Exercise objective:
All lines from the one containing "pub fn with_base_branch(mut" through the final line of the entries are to be written out verbatim; no other line is to be included.

★ ★ ★

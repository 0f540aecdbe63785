//! Project records.

use serde::{Deserialize, Serialize};

use crate::domain::step_run::QaPolicy;
use crate::id::now_ms;

/// A repository onboarded once and referenced by protocol runs.
///
/// Only the default configuration fields change after creation.
#[derive(Debug, Clone, Serialize, Deserialize, PartialEq)]
pub struct Project {
    pub id: i64,
    pub name: String,
    pub git_url: String,
    pub base_branch: String,
    pub default_engine_id: Option<String>,
    pub default_qa_policy: QaPolicy,
    pub created_at: i64,
    pub updated_at: i64,
}

/// Fields for onboarding a project.
#[derive(Debug, Clone, PartialEq)]
pub struct NewProject {
    pub name: String,
    pub git_url: String,
    pub base_branch: String,
    pub default_engine_id: Option<String>,
    pub default_qa_policy: QaPolicy,
}

impl NewProject {
    pub fn new(name: impl Into<String>, git_url: impl Into<String>) -> Self {
        Self {
            name: name.into(),
            git_url: git_url.into(),
            base_branch: "main".to_string(),
            default_engine_id: None,
            default_qa_policy: QaPolicy::default(),
        }
    }

    pub fn with_base_branch(mut self, branch: impl Into<String>) -> Self {
        self.base_branch = branch.into();
        self
    }

    pub fn with_engine(mut self, engine_id: impl Into<String>) -> Self {
        self.default_engine_id = Some(engine_id.into());
        self
    }

    pub fn with_qa_policy(mut self, policy: QaPolicy) -> Self {
        self.default_qa_policy = policy;
        self
    }

    pub fn into_record(self, id: i64) -> Project {
        let now = now_ms();
        Project {
            id,
            name: self.name,
            git_url: self.git_url,
            base_branch: self.base_branch,
            default_engine_id: self.default_engine_id,
            default_qa_policy: self.default_qa_policy,
            created_at: now,
            updated_at: now,
        }
    }
}

/// Mutable configuration fields of a project.
#[derive(Debug, Clone, Default)]
pub struct ProjectConfigUpdate {
    pub default_engine_id: Option<String>,
    pub default_qa_policy: Option<QaPolicy>,
}

impl ProjectConfigUpdate {
    pub fn apply(self, project: &mut Project) {
        if let Some(engine_id) = self.default_engine_id {
            project.default_engine_id = Some(engine_id);
        }
        if let Some(policy) = self.default_qa_policy {
            project.default_qa_policy = policy;
        }
        project.updated_at = now_ms();
    }
}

★ ★ ★

Solution to the exercise:
    pub fn with_base_branch(mut self, branch: impl Into<String>) -> Self {
        self.base_branch = branch.into();
        self
    }

    pub fn with_engine(mut self, engine_id: impl Into<String>) -> Self {
        self.default_engine_id = Some(engine_id.into());
        self
    }

    pub fn with_qa_policy(mut self, policy: QaPolicy) -> Self {
        self.default_qa_policy = policy;
        self
    }

    pub fn into_record(self, id: i64) -> Project {
        let now = now_ms();
        Project {
            id,
            name: self.name,
            git_url: self.git_url,
            base_branch: self.base_branch,
            default_engine_id: self.default_engine_id,
            default_qa_policy: self.default_qa_policy,
            created_at: now,
            updated_at: now,
        }
    }
}

/// Mutable configuration fields of a project.
#[derive(Debug, Clone, Default)]
pub struct ProjectConfigUpdate {
    pub default_engine_id: Option<String>,
    pub default_qa_policy: Option<QaPolicy>,
}

impl ProjectConfigUpdate {
    pub fn apply(self, project: &mut Project) {
        if let Some(engine_id) = self.default_engine_id {
            project.default_engine_id = Some(engine_id);
        }
        if let Some(policy) = self.default_qa_policy {
            project.default_qa_policy = policy;
        }
        project.updated_at = now_ms();
    }
}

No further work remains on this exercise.